Let me start with the simplest tangible example I have currently: jellyfish appear in two of my levels, but they need to be colored differently in each. I could do some tricky things with Unity's sprite color property (basically starting from an all-white image and tinting it until it's the color I want), but I think in this case I can afford to just change the entire sprite. (Note that this means I could also go from a jellyfish to an octopus or something else completely different, but I'm still sticking with the simplest case for now.)
So what doesn't change? Everything else. That means I can create my first prefab, the "base", with my behavior scripts, rigidbody, collider, and whatever else, including a placeholder image sprite. When I've finished, I drag it down into my file list to create my first prefab, just like in previous versions of Unity. Then comes the new bit: right-click on it and select Create -> Prefab Variant. I'll rename the new one Jellyfish_Arctic to go with my normal Jellyfish. At this point, if you're like me, you'll want to test it out. If you make a change to Jellyfish, that change is automatically reflected in Jellyfish_Arctic. If you make a change to Jellyfish_Arctic, it gets saved as an "override" specific to it, and will not appear in Jellyfish. Of course, this is only the default behavior, and with a few more button clicks, you can "apply the overrides" and manually send the changes to Jellyfish_Arctic back up the chain to Jellyfish. Similarly, a change to Jellyfish can be ignored in Jellyfish_Arctic by setting that specific property as an override in the latter...and that's exactly what we're going to do. By setting the sprite component of Jellyfish_Arctic to be an override, I can change the sprite on Jellyfish as often as I want and it won't affect Jellyfish_Arctic. But remember, everything else will, so I've accomplished my goal: two jellyfish that are exactly the same (and importantly, can be updated in the future the same, by making the change in exactly one place), except for having different sprites.

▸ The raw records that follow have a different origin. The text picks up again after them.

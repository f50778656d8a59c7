//! Terminal sessions: the logical session, its lifecycle, and admission.
//!
//! - [`Session`] - what to run remotely and how to reconnect
//! - [`SessionState`] - observable lifecycle state
//! - [`admission`] - per-client concurrent session cap
//! - [`store`] - where the admission counter lives (process or shared file)
//! - [`controller`] - drives one session over reconnecting transports

pub mod admission;
pub mod controller;
pub mod store;

use std::time::Duration;

use serde_json::{Map, Value};

use crate::protocol::{InitMessage, IDE_CONTENT_KEY, IDE_LANG_KEY};

pub use admission::{AdmissionLease, Clock, SessionAdmission, SystemClock};
pub use controller::{ControllerOptions, Disposer, PeerIdListener, SessionController, SessionHandle};
pub use store::{AdmissionRecord, AdmissionStore, FileStore, MemoryStore};

/// Reconnect value meaning "disabled".
pub const RECONNECT_DISABLED: f64 = -1.0;

/// One logical terminal interaction.
///
/// Survives reconnects: only the transport is recreated.
#[derive(Debug, Clone, PartialEq)]
pub struct Session {
    /// Query-string style arguments for the remote command.
    pub arguments: String,
    /// Credential sent in the handshake.
    pub auth_token: String,
    /// Free-form payload; `IdeLang` + `IdeContent` mark a compile-and-run session.
    pub payload: Map<String, Value>,
    /// Auto-reconnect delay in seconds; non-positive disables.
    pub reconnect_seconds: f64,
    /// Peer identifier this session was opened for, if any.
    pub peer_id: Option<String>,
}

impl Session {
    /// New interactive or compile-and-run session with reconnect disabled.
    pub fn new(
        arguments: impl Into<String>,
        auth_token: impl Into<String>,
        payload: Map<String, Value>,
    ) -> Self {
        Self {
            arguments: arguments.into(),
            auth_token: auth_token.into(),
            payload,
            reconnect_seconds: RECONNECT_DISABLED,
            peer_id: None,
        }
    }

    /// Attach the peer identifier the session was opened for.
    pub fn with_peer_id(mut self, peer_id: impl Into<String>) -> Self {
        self.peer_id = Some(peer_id.into());
        self
    }

    /// Whether the payload describes a one-shot compilation.
    pub fn is_compile_and_run(&self) -> bool {
        is_truthy(self.payload.get(IDE_LANG_KEY)) && is_truthy(self.payload.get(IDE_CONTENT_KEY))
    }

    /// Delay before reconnecting, `None` when reconnect is disabled.
    ///
    /// Values too large for a [`Duration`] also disable reconnect.
    pub fn reconnect_delay(&self) -> Option<Duration> {
        if self.reconnect_seconds <= 0.0 {
            return None;
        }
        Duration::try_from_secs_f64(self.reconnect_seconds).ok()
    }

    /// Handshake frame for a new transport.
    pub fn init_message(&self) -> InitMessage {
        InitMessage {
            arguments: self.arguments.clone(),
            auth_token: self.auth_token.clone(),
            payload: self.payload.clone(),
        }
    }

    /// `": jid-<id>"` when opened for a peer, otherwise empty.
    pub fn peer_suffix(&self) -> String {
        self.peer_id
            .as_deref()
            .map(|id| format!(": jid-{id}"))
            .unwrap_or_default()
    }
}

fn is_truthy(value: Option<&Value>) -> bool {
    match value {
        None | Some(Value::Null) => false,
        Some(Value::Bool(b)) => *b,
        Some(Value::String(s)) => !s.is_empty(),
        Some(Value::Number(n)) => n.as_f64().is_some_and(|f| f != 0.0),
        Some(Value::Array(_) | Value::Object(_)) => true,
    }
}

/// Observable lifecycle of a [`SessionController`].
#[derive(Debug, Clone, PartialEq, Eq, Default)]
pub enum SessionState {
    /// Constructed, not started.
    #[default]
    Idle,
    /// Admission granted.
    Admitted,
    /// Transport created and opening.
    Connecting,
    /// Handshake sent, traffic flowing.
    Streaming,
    /// Transport closed.
    Closed {
        /// Whether a reconnect timer is running.
        reconnect_pending: bool,
    },
    /// Admission refused; nothing was allocated.
    Denied,
    /// Torn down by the disposer.
    Disposed,
}

impl SessionState {
    /// Whether nothing further will happen without outside action.
    pub fn is_final(&self) -> bool {
        matches!(
            self,
            Self::Closed {
                reconnect_pending: false
            } | Self::Denied
                | Self::Disposed
        )
    }
}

So let's jump over to Photoshop and create those sprites.
Wow, that was easy, wasn't it? At this point, I want to mention that my art workflow is designed to be as modular and reusable as possible, as well. All the black outlines you see are "shapes", so they can be modified as "objects" rather than flat "images"... in plain English, this just means that you can resize, recolor, and more at any point in the future without worrying about pixelation or distortion. For a cel-shaded style like this, being forced to use the paint can tool can really mess things up around the edges and destroy the look. Since fill color is something you can set for your shapes, doing so would solve that problem and be absolutely fine for my purposes...but I thought of an even better way. The pink you see above is not a shape; it started out as one, but has been rasterized into a normal image. That let me take the eraser tool to it and contour it to the black outlines. Not the inner ones (like where the head meets the ruffly part), mind, just the absolute edges of the jellyfish. If I hid the black and purple layers, you'd see one large pink area. What does this accomplish? I can go ahead and use the paint can on it to change all the pink to something else at once, as opposed to having to do so for every sub-shape individually. And the problem with the paint can I mentioned before doesn't exist here, because I'm working with one large field of flat color, where I don't have to consider grayscale transitions to edge colors. I hope all of that made sense...if not, the takeaway is that I've got both an outline I can change at any time without worrying about distortion and a way to change every piece that's the same color with a single click and still no problems. So let's do so.
Okay, now I just need to import both images into Unity, and apply them to Jellyfish and Jellyfish_Arctic. And there you have it; changing either prefab's sprite leaves the other alone, but changing anything else (that isn't an override) changes both. Pretty cool!